• Task data

#####

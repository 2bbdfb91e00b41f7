//! HTTP handlers for shipments and receptions

use axum::{
    extract::{Path, Query, State},
    Json,
};
use serde::Deserialize;
use uuid::Uuid;

use crate::error::AppResult;
use crate::middleware::{require_role, CurrentUser};
use crate::services::shipment::{
    CreateShipmentInput, EditShipmentInput, ReceiveShipmentInput, ShipmentRecord,
    ShipmentResponse, ShipmentService,
};
use crate::AppState;
use shared::models::{Role, ShipmentStatus};

#[derive(Debug, Default, Deserialize)]
pub struct ListShipmentsQuery {
    pub status: Option<ShipmentStatus>,
}

/// Create a shipment or return (DEPOSIT)
pub async fn create_shipment(
    State(state): State<AppState>,
    current_user: CurrentUser,
    Json(input): Json<CreateShipmentInput>,
) -> AppResult<Json<ShipmentResponse>> {
    require_role(&current_user.0, &[Role::Deposit])?;
    let service = ShipmentService::new(state.db);
    let shipment = service
        .create_shipment(current_user.0.user_id, input)
        .await?;
    Ok(Json(shipment))
}

/// Edit a pending shipment (DEPOSIT)
pub async fn edit_shipment(
    State(state): State<AppState>,
    current_user: CurrentUser,
    Path(shipment_id): Path<Uuid>,
    Json(input): Json<EditShipmentInput>,
) -> AppResult<Json<ShipmentResponse>> {
    require_role(&current_user.0, &[Role::Deposit])?;
    let service = ShipmentService::new(state.db);
    let shipment = service.edit_shipment(shipment_id, input).await?;
    Ok(Json(shipment))
}

/// Confirm reception at the market (SELLER)
pub async fn receive_shipment(
    State(state): State<AppState>,
    current_user: CurrentUser,
    Path(shipment_id): Path<Uuid>,
    Json(input): Json<ReceiveShipmentInput>,
) -> AppResult<Json<ShipmentResponse>> {
    require_role(&current_user.0, &[Role::Seller])?;
    let service = ShipmentService::new(state.db);
    let shipment = service
        .receive_shipment(current_user.0.user_id, shipment_id, input)
        .await?;
    Ok(Json(shipment))
}

/// List shipments
pub async fn list_shipments(
    State(state): State<AppState>,
    _current_user: CurrentUser,
    Query(query): Query<ListShipmentsQuery>,
) -> AppResult<Json<Vec<ShipmentRecord>>> {
    let service = ShipmentService::new(state.db);
    let shipments = service.list_shipments(query.status).await?;
    Ok(Json(shipments))
}

/// Get a shipment with its items
pub async fn get_shipment(
    State(state): State<AppState>,
    _current_user: CurrentUser,
    Path(shipment_id): Path<Uuid>,
) -> AppResult<Json<ShipmentResponse>> {
    let service = ShipmentService::new(state.db);
    let shipment = service.get_shipment(shipment_id).await?;
    Ok(Json(shipment))
}
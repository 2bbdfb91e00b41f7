//! HTTP handlers for customer orders

use axum::{
    extract::{Path, Query, State},
    Json,
};
use serde::Deserialize;
use uuid::Uuid;

use crate::error::AppResult;
use crate::middleware::{require_role, CurrentUser};
use crate::services::order::{
    CancelOrderInput, ConfirmOrderInput, CreateOrderInput, EditOrderInput, OrderRecord,
    OrderResponse, OrderService,
};
use crate::AppState;
use shared::models::{OrderStatusPayment, Role};

#[derive(Debug, Default, Deserialize)]
pub struct ListOrdersQuery {
    pub status_payment: Option<OrderStatusPayment>,
}

/// Create an order (SELLER)
pub async fn create_order(
    State(state): State<AppState>,
    current_user: CurrentUser,
    Json(input): Json<CreateOrderInput>,
) -> AppResult<Json<OrderResponse>> {
    require_role(&current_user.0, &[Role::Seller])?;
    let service = OrderService::new(state.db);
    let order = service.create_order(current_user.0.user_id, input).await?;
    Ok(Json(order))
}

/// Edit a pending unpaid order (SELLER)
pub async fn edit_order(
    State(state): State<AppState>,
    current_user: CurrentUser,
    Path(order_id): Path<Uuid>,
    Json(input): Json<EditOrderInput>,
) -> AppResult<Json<OrderResponse>> {
    require_role(&current_user.0, &[Role::Seller])?;
    let service = OrderService::new(state.db);
    let order = service.edit_order(order_id, input).await?;
    Ok(Json(order))
}

/// Confirm payment of an order (SELLER)
pub async fn confirm_order(
    State(state): State<AppState>,
    current_user: CurrentUser,
    Path(order_id): Path<Uuid>,
    Json(input): Json<ConfirmOrderInput>,
) -> AppResult<Json<OrderResponse>> {
    require_role(&current_user.0, &[Role::Seller])?;
    let service = OrderService::new(state.db);
    let order = service
        .confirm_order(current_user.0.user_id, order_id, input)
        .await?;
    Ok(Json(order))
}

/// Mark an order ready to deliver (SELLER)
pub async fn set_ready(
    State(state): State<AppState>,
    current_user: CurrentUser,
    Path(order_id): Path<Uuid>,
) -> AppResult<Json<OrderResponse>> {
    require_role(&current_user.0, &[Role::Seller])?;
    let service = OrderService::new(state.db);
    let order = service.set_ready(current_user.0.user_id, order_id).await?;
    Ok(Json(order))
}

/// Mark an order delivered (SELLER)
pub async fn set_delivered(
    State(state): State<AppState>,
    current_user: CurrentUser,
    Path(order_id): Path<Uuid>,
) -> AppResult<Json<OrderResponse>> {
    require_role(&current_user.0, &[Role::Seller])?;
    let service = OrderService::new(state.db);
    let order = service
        .set_delivered(current_user.0.user_id, order_id)
        .await?;
    Ok(Json(order))
}

/// Cancel an order (SELLER)
pub async fn cancel_order(
    State(state): State<AppState>,
    current_user: CurrentUser,
    Path(order_id): Path<Uuid>,
    Json(input): Json<CancelOrderInput>,
) -> AppResult<Json<OrderResponse>> {
    require_role(&current_user.0, &[Role::Seller])?;
    let service = OrderService::new(state.db);
    let order = service
        .cancel_order(current_user.0.user_id, order_id, input)
        .await?;
    Ok(Json(order))
}

/// List orders
pub async fn list_orders(
    State(state): State<AppState>,
    _current_user: CurrentUser,
    Query(query): Query<ListOrdersQuery>,
) -> AppResult<Json<Vec<OrderRecord>>> {
    let service = OrderService::new(state.db);
    let orders = service.list_orders(query.status_payment).await?;
    Ok(Json(orders))
}

/// Get an order with its items and sale
pub async fn get_order(
    State(state): State<AppState>,
    _current_user: CurrentUser,
    Path(order_id): Path<Uuid>,
) -> AppResult<Json<OrderResponse>> {
    let service = OrderService::new(state.db);
    let order = service.get_order(order_id).await?;
    Ok(Json(order))
}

#####

• What the task asks
The response should be an exact copy of every line above.

• Written reply
repository 2bbdfb91e00b41f7
//! HTTP handlers for shipments and receptions

use axum::{
    extract::{Path, Query, State},
    Json,
};
use serde::Deserialize;
use uuid::Uuid;

use crate::error::AppResult;
use crate::middleware::{require_role, CurrentUser};
use crate::services::shipment::{
    CreateShipmentInput, EditShipmentInput, ReceiveShipmentInput, ShipmentRecord,
    ShipmentResponse, ShipmentService,
};
use crate::AppState;
use shared::models::{Role, ShipmentStatus};

#[derive(Debug, Default, Deserialize)]
pub struct ListShipmentsQuery {
    pub status: Option<ShipmentStatus>,
}

/// Create a shipment or return (DEPOSIT)
pub async fn create_shipment(
    State(state): State<AppState>,
    current_user: CurrentUser,
    Json(input): Json<CreateShipmentInput>,
) -> AppResult<Json<ShipmentResponse>> {
    require_role(&current_user.0, &[Role::Deposit])?;
    let service = ShipmentService::new(state.db);
    let shipment = service
        .create_shipment(current_user.0.user_id, input)
        .await?;
    Ok(Json(shipment))
}

/// Edit a pending shipment (DEPOSIT)
pub async fn edit_shipment(
    State(state): State<AppState>,
    current_user: CurrentUser,
    Path(shipment_id): Path<Uuid>,
    Json(input): Json<EditShipmentInput>,
) -> AppResult<Json<ShipmentResponse>> {
    require_role(&current_user.0, &[Role::Deposit])?;
    let service = ShipmentService::new(state.db);
    let shipment = service.edit_shipment(shipment_id, input).await?;
    Ok(Json(shipment))
}

/// Confirm reception at the market (SELLER)
pub async fn receive_shipment(
    State(state): State<AppState>,
    current_user: CurrentUser,
    Path(shipment_id): Path<Uuid>,
    Json(input): Json<ReceiveShipmentInput>,
) -> AppResult<Json<ShipmentResponse>> {
    require_role(&current_user.0, &[Role::Seller])?;
    let service = ShipmentService::new(state.db);
    let shipment = service
        .receive_shipment(current_user.0.user_id, shipment_id, input)
        .await?;
    Ok(Json(shipment))
}

/// List shipments
pub async fn list_shipments(
    State(state): State<AppState>,
    _current_user: CurrentUser,
    Query(query): Query<ListShipmentsQuery>,
) -> AppResult<Json<Vec<ShipmentRecord>>> {
    let service = ShipmentService::new(state.db);
    let shipments = service.list_shipments(query.status).await?;
    Ok(Json(shipments))
}

/// Get a shipment with its items
pub async fn get_shipment(
    State(state): State<AppState>,
    _current_user: CurrentUser,
    Path(shipment_id): Path<Uuid>,
) -> AppResult<Json<ShipmentResponse>> {
    let service = ShipmentService::new(state.db);
    let shipment = service.get_shipment(shipment_id).await?;
    Ok(Json(shipment))
}
repository 2bbdfb91e00b41f7
//! HTTP handlers for customer orders

use axum::{
    extract::{Path, Query, State},
    Json,
};
use serde::Deserialize;
use uuid::Uuid;

use crate::error::AppResult;
use crate::middleware::{require_role, CurrentUser};
use crate::services::order::{
    CancelOrderInput, ConfirmOrderInput, CreateOrderInput, EditOrderInput, OrderRecord,
    OrderResponse, OrderService,
};
use crate::AppState;
use shared::models::{OrderStatusPayment, Role};

#[derive(Debug, Default, Deserialize)]
pub struct ListOrdersQuery {
    pub status_payment: Option<OrderStatusPayment>,
}

/// Create an order (SELLER)
pub async fn create_order(
    State(state): State<AppState>,
    current_user: CurrentUser,
    Json(input): Json<CreateOrderInput>,
) -> AppResult<Json<OrderResponse>> {
    require_role(&current_user.0, &[Role::Seller])?;
    let service = OrderService::new(state.db);
    let order = service.create_order(current_user.0.user_id, input).await?;
    Ok(Json(order))
}

/// Edit a pending unpaid order (SELLER)
pub async fn edit_order(
    State(state): State<AppState>,
    current_user: CurrentUser,
    Path(order_id): Path<Uuid>,
    Json(input): Json<EditOrderInput>,
) -> AppResult<Json<OrderResponse>> {
    require_role(&current_user.0, &[Role::Seller])?;
    let service = OrderService::new(state.db);
    let order = service.edit_order(order_id, input).await?;
    Ok(Json(order))
}

/// Confirm payment of an order (SELLER)
pub async fn confirm_order(
    State(state): State<AppState>,
    current_user: CurrentUser,
    Path(order_id): Path<Uuid>,
    Json(input): Json<ConfirmOrderInput>,
) -> AppResult<Json<OrderResponse>> {
    require_role(&current_user.0, &[Role::Seller])?;
    let service = OrderService::new(state.db);
    let order = service
        .confirm_order(current_user.0.user_id, order_id, input)
        .await?;
    Ok(Json(order))
}

/// Mark an order ready to deliver (SELLER)
pub async fn set_ready(
    State(state): State<AppState>,
    current_user: CurrentUser,
    Path(order_id): Path<Uuid>,
) -> AppResult<Json<OrderResponse>> {
    require_role(&current_user.0, &[Role::Seller])?;
    let service = OrderService::new(state.db);
    let order = service.set_ready(current_user.0.user_id, order_id).await?;
    Ok(Json(order))
}

/// Mark an order delivered (SELLER)
pub async fn set_delivered(
    State(state): State<AppState>,
    current_user: CurrentUser,
    Path(order_id): Path<Uuid>,
) -> AppResult<Json<OrderResponse>> {
    require_role(&current_user.0, &[Role::Seller])?;
    let service = OrderService::new(state.db);
    let order = service
        .set_delivered(current_user.0.user_id, order_id)
        .await?;
    Ok(Json(order))
}

/// Cancel an order (SELLER)
pub async fn cancel_order(
    State(state): State<AppState>,
    current_user: CurrentUser,
    Path(order_id): Path<Uuid>,
    Json(input): Json<CancelOrderInput>,
) -> AppResult<Json<OrderResponse>> {
    require_role(&current_user.0, &[Role::Seller])?;
    let service = OrderService::new(state.db);
    let order = service
        .cancel_order(current_user.0.user_id, order_id, input)
        .await?;
    Ok(Json(order))
}

/// List orders
pub async fn list_orders(
    State(state): State<AppState>,
    _current_user: CurrentUser,
    Query(query): Query<ListOrdersQuery>,
) -> AppResult<Json<Vec<OrderRecord>>> {
    let service = OrderService::new(state.db);
    let orders = service.list_orders(query.status_payment).await?;
    Ok(Json(orders))
}

/// Get an order with its items and sale
pub async fn get_order(
    State(state): State<AppState>,
    _current_user: CurrentUser,
    Path(order_id): Path<Uuid>,
) -> AppResult<Json<OrderResponse>> {
    let service = OrderService::new(state.db);
    let order = service.get_order(order_id).await?;
    Ok(Json(order))
}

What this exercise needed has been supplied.